As part of the process of creating a new Bag, adds the following tags to bag-info.txt:

Bagging-Date
External-Description [value of the journal title, ISSN, volume, and issue number where applicable]
External-Identifier [value of the deposit URL]
PKP-PLN-Journal-Contact [contact email from the journal]
PKP-PLN-Journal-UUID
PKP-PLN-Deposit-UUID

The serialized (zipped) Bag is given a filename using the pattern journaluuid.issueuuid.zip.

Content staging microservice

Retrieves deposits with a state of "reserialized", copies the Bag created in the previous microservice to a location accessible to the PKP Private LOCKSS Network, and sets status to "staged".

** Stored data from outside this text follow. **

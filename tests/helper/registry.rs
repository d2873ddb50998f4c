//! npm-compatible registry served by mockito

use std::sync::Arc;

use mockito::{Matcher, Mock, Server, ServerGuard};
use serde_json::{Map, Value, json};

use package_catalog::registry::{NpmRegistry, Registry};

/// One published version of a test package
pub struct Release<'a> {
    pub version: &'a str,
    pub unity: &'a str,
    pub dependencies: &'a [&'a str],
    pub keywords: &'a [&'a str],
    pub supported: bool,
    pub published: &'a str,
}

impl<'a> Release<'a> {
    pub fn new(version: &'a str) -> Self {
        Self {
            version,
            unity: "2021.3",
            dependencies: &[],
            keywords: &[],
            supported: true,
            published: "2024-01-01T00:00:00.000Z",
        }
    }

    fn to_json(&self, name: &str) -> Value {
        let dependencies: Map<String, Value> = self
            .dependencies
            .iter()
            .map(|d| (d.to_string(), json!("1.0.0")))
            .collect();
        json!({
            "name": name,
            "version": self.version,
            "displayName": format!("Display {name}"),
            "description": format!("Description of {name}"),
            "unity": self.unity,
            "author": { "name": "Test Author" },
            "keywords": self.keywords,
            "supported": self.supported,
            "dependencies": dependencies,
        })
    }
}

pub struct TestRegistry {
    server: ServerGuard,
}

impl TestRegistry {
    pub async fn start() -> Self {
        Self {
            server: Server::new_async().await,
        }
    }

    pub fn url(&self) -> String {
        self.server.url()
    }

    pub fn client(&self) -> Arc<dyn Registry> {
        Arc::new(NpmRegistry::new(&self.server.url()).unwrap())
    }

    /// Registry root answered with `status`
    pub async fn mock_root(&mut self, status: usize) -> Mock {
        self.server
            .mock("GET", "/")
            .with_status(status)
            .with_body("{}")
            .create_async()
            .await
    }

    /// Registry-wide index listing `(name, latest version)` pairs
    pub async fn mock_index(&mut self, packages: &[(&str, &str)]) -> Mock {
        let objects: Vec<Value> = packages
            .iter()
            .map(|(name, latest)| {
                json!({
                    "package": {
                        "name": name,
                        "version": latest,
                        "dist-tags": { "latest": latest }
                    }
                })
            })
            .collect();

        self.server
            .mock("GET", "/-/v1/search")
            .match_query(Matcher::UrlEncoded("size".into(), "100000".into()))
            .with_status(200)
            .with_header("content-type", "application/json")
            .with_body(json!({ "objects": objects }).to_string())
            .expect(1)
            .create_async()
            .await
    }

    /// Full version history of one package, fetched exactly once
    pub async fn mock_package(&mut self, name: &str, releases: &[Release<'_>]) -> Mock {
        let versions: Map<String, Value> = releases
            .iter()
            .map(|r| (r.version.to_string(), r.to_json(name)))
            .collect();
        let time: Map<String, Value> = releases
            .iter()
            .map(|r| (r.version.to_string(), json!(r.published)))
            .collect();

        self.server
            .mock("GET", format!("/{name}").as_str())
            .with_status(200)
            .with_header("content-type", "application/json")
            .with_body(json!({ "name": name, "versions": versions, "time": time }).to_string())
            .expect(1)
            .create_async()
            .await
    }
}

LOCKSS-O-Matic deposit microservice

Retrieves deposits with a state of "staged" and issues a SWORD deposit against LOCKSS-O-Matic so it can initiate harvesting of the content into the PKP Private LOCKSS Network. Sets the status to "depositedToPln".

Querying the PLN to determine replication

The processes described above are scheduled so that a deposit created by an OJS instance should have its status set to "depositedToPln" within a day. One final periodic job runs to determine when the PLN has replicated the content across all of its nodes and they have reached "agreement" (which in LOCKSS means that all copies of the content are completely identical).

The query to determine if all nodes in the PLN are in "agreement" is not performed against the PLN directly, it is performed against LOCKSS-O-Matic. This job is a request for the SWORD Statement for the content deposited into LOCKSS-O-Matic. When the SWORD Statement indicates that all of the nodes in the network are in agreement, the PKP PLN SWORD client issues an update request to LOCKSS-O-Matic to indicate that the content should not be reharvested by the PLN. The content is then deleted from the staging server.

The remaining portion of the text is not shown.